The tribune did not understand Paul’s speech in Hebrew, but they deduced that he must be guilty of some felony and ordered for him to be whipped. Shipping was a mean of obtaining answers from a prisoner. The whip had three cords: one of ox skin and two of donkey skin, all three dry and twisted. Each of them had a lead ball at the end, with pieces of iron or bone embedded into it to increase the suffering. The victim was stripped from the waist up and tied to a post with their hands together. The lashes were so lacerating and brutal that the muscles and tendons were left exposed; sometimes even the intestines spitted out. The law of Moses allowed for a maximum of 40 lashes, but the Jews reduced the number to 39 so that they would not accidently break the law if they counted wrong.

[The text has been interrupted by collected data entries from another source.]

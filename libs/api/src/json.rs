use std::io;

use serde::Serialize;
use serde_json::ser::{CharEscape, CompactFormatter, Formatter};

use crate::Record;

// ════════════════════════════════════════════════════════════════
//  Canonical JSON form
// ════════════════════════════════════════════════════════════════

/// Compact JSON formatter with the dashboard's string escaping:
/// `\\`, `\"`, `\n`, `\r`, `\t` use short escapes, every other control
/// character below 0x20 is written as lowercase `\u00xx`.
///
/// Differs from serde_json's default only for backspace and form feed,
/// which serde_json writes as `\b` / `\f`.
#[derive(Clone, Copy, Debug, Default)]
pub(crate) struct WindowJsonFormatter;

impl Formatter for WindowJsonFormatter {
    fn write_char_escape<W>(&mut self, writer: &mut W, char_escape: CharEscape) -> io::Result<()>
    where
        W: ?Sized + io::Write,
    {
        match char_escape {
            CharEscape::Backspace => write_unicode_escape(writer, 0x08),
            CharEscape::FormFeed => write_unicode_escape(writer, 0x0c),
            CharEscape::AsciiControl(byte) => write_unicode_escape(writer, byte),
            other => CompactFormatter.write_char_escape(writer, other),
        }
    }
}

fn write_unicode_escape<W>(writer: &mut W, byte: u8) -> io::Result<()>
where
    W: ?Sized + io::Write,
{
    const HEX: &[u8; 16] = b"0123456789abcdef";
    let buf = [
        b'\\',
        b'u',
        b'0',
        b'0',
        HEX[(byte >> 4) as usize],
        HEX[(byte & 0x0f) as usize],
    ];
    writer.write_all(&buf)
}

fn to_vec_canonical<T: Serialize + ?Sized>(value: &T, capacity: usize) -> Result<Vec<u8>, serde_json::Error> {
    let mut out = Vec::with_capacity(capacity);
    let mut ser = serde_json::Serializer::with_formatter(&mut out, WindowJsonFormatter);
    value.serialize(&mut ser)?;
    Ok(out)
}

/// Serialize a snapshot as a JSON array, newest-first as given.
pub fn records_to_json(records: &[Record]) -> Result<Vec<u8>, serde_json::Error> {
    to_vec_canonical(records, 2 + records.len() * 96)
}

#[cfg(test)]
mod tests {
    use super::*;

    fn one(r: &Record) -> String {
        String::from_utf8(to_vec_canonical(r, 96).unwrap()).unwrap()
    }

    #[test]
    fn exact_field_layout() {
        let r = Record::new(5, 0, 3, Some("k".into()), "v");
        assert_eq!(
            one(&r),
            r#"{"ts":5,"partition":0,"offset":3,"key":"k","value":"v"}"#
        );
    }

    #[test]
    fn absent_key_is_null() {
        let r = Record::new(5, 1, 0, None, "v");
        assert_eq!(
            one(&r),
            r#"{"ts":5,"partition":1,"offset":0,"key":null,"value":"v"}"#
        );
    }

    #[test]
    fn escapes_match_dashboard_rules() {
        let r = Record::new(0, 0, 0, Some("a\"b\\c".into()), "l1\nl2\r\t\u{0008}\u{000c}\u{0001}\u{001f}");
        let json = one(&r);
        assert!(json.contains(r#""key":"a\"b\\c""#), "{json}");
        assert!(
            json.contains(r#""value":"l1\nl2\r\t\u0008\u000c\u0001\u001f""#),
            "{json}"
        );
    }

    #[test]
    fn non_ascii_passes_through_unescaped() {
        let r = Record::new(0, 0, 0, None, "привет ✓ /");
        let json = one(&r);
        assert!(json.contains(r#""value":"привет ✓ /""#), "{json}");
    }

    #[test]
    fn control_characters_round_trip() {
        let key = "k\u{0000}\u{0007}\"\\";
        let value = "\u{0008}\u{000b}\u{000c}\r\n\t\u{001b}[0m end";
        let records = vec![
            Record::new(2, 0, 1, Some(key.into()), value),
            Record::new(1, 0, 0, None, "plain"),
        ];

        let bytes = records_to_json(&records).unwrap();
        let parsed: Vec<Record> = serde_json::from_slice(&bytes).unwrap();

        assert_eq!(parsed, records);
        assert_eq!(parsed[0].key(), Some(key));
        assert_eq!(parsed[0].value(), value);
    }

    #[test]
    fn empty_snapshot_is_empty_array() {
        assert_eq!(records_to_json(&[]).unwrap(), b"[]");
    }
}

Roman citizens were exempt from this punishment, although some governors did not respect that right and had Roman citizens whipped in small towns or provinces. Paul demanded his rights, and clarified that this was not a far-away province but the great city of Tarsus. His hands were already tied to the post when he declared himself to be a Roman citizen, accusing the tribune of abusing his authority. Such an accusation could cost the tribune his position and lead to his imprisonment, so he was suddenly afraid.
Know your rights and make them be respected; those who violate them Will be filled with fear. Curzio Malaparte said, *Fear make men believe the worst.” This fear only attacks those who are not doing the right thing.
Your great privilege as a citizen of the eternal kingdom is that you do not need to be afraid.